それはおれがこの一週間平凡で退屈な日々を過ごしてしまったということなんだけど、そういえば本は幾冊か読んだか。そのうち一冊のレビューという形で記事を立てることにする。
博士の愛した数式。元数学者で、過去の事故により80分しか記憶を維持できない「博士」と、そこへ通う家政婦およびその息子が織り成すハートウォーミングなお話。物語はこの家政婦の主観で綴られており、その文体はやさしさを感じさせる。
この物語で面白いのは、話の随所に数学のトリビアがちりばめられ、それらがストーリーに深く結びついているところだ。
たぶんおれの頭の中にはパーティションがあり、数(理工)学系の知識と文学系のそれは相異なる領域に収められているんだと思う。この双方のものが有機的に結びつくなんてことは、まあ、ごく稀。でもこの物語はこれら双方の知識をうまく結びつける。パーティションを超えて異分野の知識が結びつく感覚がなんだかこそばゆくて、思わず微笑んでしまう、なんか不思議な感覚を覚えた。
(以下、少々ネタバレ含有注意)
さてこの本のタイトルとなっている、博士の愛した「数式」とは何をさすのかといえば、それは工学系にもおなじみの「オイラーの等式」ということになるだろう。なぜ博士はあの場面でこの式をもちだしたのか、それは物語中には明示されない(されてなかったと思う)。

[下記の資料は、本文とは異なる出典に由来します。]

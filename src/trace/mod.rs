// Trace module - path steps and the per-hop state machine

pub mod deadline;
pub mod tracer;

use serde::Serialize;
use std::fmt;
use std::time::Duration;

use crate::error::AnalyzerResult;
use crate::flow::Flow;
use crate::result::AnalysisResult;
use crate::topology::{DeviceInventory, TopologyProvider};

pub use deadline::{CancelHandle, Deadline};
pub use tracer::PathTracer;

/// Hop ceiling applied when the caller does not choose one.
pub const DEFAULT_MAX_HOPS: usize = 32;

#[derive(Debug, Clone, Copy, PartialEq, Eq, Hash, Serialize)]
#[serde(rename_all = "lowercase")]
pub enum StepKind {
    Ingress,
    Route,
    Policy,
    Nat,
    Egress,
}

impl fmt::Display for StepKind {
    fn fmt(&self, f: &mut fmt::Formatter<'_>) -> fmt::Result {
        let name = match self {
            StepKind::Ingress => "ingress",
            StepKind::Route => "route",
            StepKind::Policy => "policy",
            StepKind::Nat => "nat",
            StepKind::Egress => "egress",
        };
        f.write_str(name)
    }
}

#[derive(Debug, Clone, Copy, PartialEq, Eq, Serialize)]
#[serde(rename_all = "lowercase")]
pub enum StepStatus {
    Success,
    Blocked,
}

/// One entry of the trace handed to presentation layers.
#[derive(Debug, Clone, PartialEq, Eq, Serialize)]
pub struct PathStep {
    pub step: StepKind,
    pub device_id: String,
    pub action: String,
    pub detail: String,
    pub status: StepStatus,
}

impl PathStep {
    pub fn success(step: StepKind, device_id: &str, action: String, detail: String) -> Self {
        PathStep {
            step,
            device_id: device_id.to_string(),
            action,
            detail,
            status: StepStatus::Success,
        }
    }

    pub fn blocked(step: StepKind, device_id: &str, action: String, detail: String) -> Self {
        PathStep {
            step,
            device_id: device_id.to_string(),
            action,
            detail,
            status: StepStatus::Blocked,
        }
    }

    pub fn is_blocked(&self) -> bool {
        self.status == StepStatus::Blocked
    }
}

#[derive(Debug, Clone)]
pub struct AnalyzeOptions {
    pub max_hops: usize,
    /// Absolute deadline and cancel handle, shared by every analysis run
    /// with these options
    pub deadline: Deadline,
    /// Time budget of a single analysis, counted from the moment it starts
    pub timeout: Option<Duration>,
}

impl AnalyzeOptions {
    /// Deadline for an analysis starting now.
    pub fn start_deadline(&self) -> Deadline {
        match self.timeout {
            Some(budget) => self.deadline.limited_to(budget),
            None => self.deadline.clone(),
        }
    }
}

impl Default for AnalyzeOptions {
    fn default() -> Self {
        AnalyzeOptions {
            max_hops: DEFAULT_MAX_HOPS,
            deadline: Deadline::none(),
            timeout: None,
        }
    }
}

/// Trace `flow` from `start_device` through the modeled network.
///
/// Denied, unroutable and looping flows come back as `blocked` results; only
/// bad input, broken topology references or a tripped deadline are errors.
pub fn analyze_path<P, I>(
    provider: &P,
    inventory: &I,
    start_device: &str,
    flow: &Flow,
    options: &AnalyzeOptions,
) -> AnalyzerResult<AnalysisResult>
where
    P: TopologyProvider + ?Sized,
    I: DeviceInventory + ?Sized,
{
    PathTracer::new(provider, inventory, options).analyze(start_device, flow)
}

なぜここでオイラーなのか。そのヒントをWikipediaで見つけることができた。

この式は、全く起源の異なる重要な2定数、円周率(π)とネイピア数(e)が、 極めて基本的な数、0, 1, i によって結びついている非常に重要な等式である。 この予想外の調和・連関を明らかにすることから、オイラーの等式は、"人類の至宝 " とも呼ばれる。
オイラーの公式 - Wikipedia

あの場面で博士が言い放った台詞を上記引用と重ね合わせれば、言葉少ない博士のもつ矜持に触れることができるわけであります。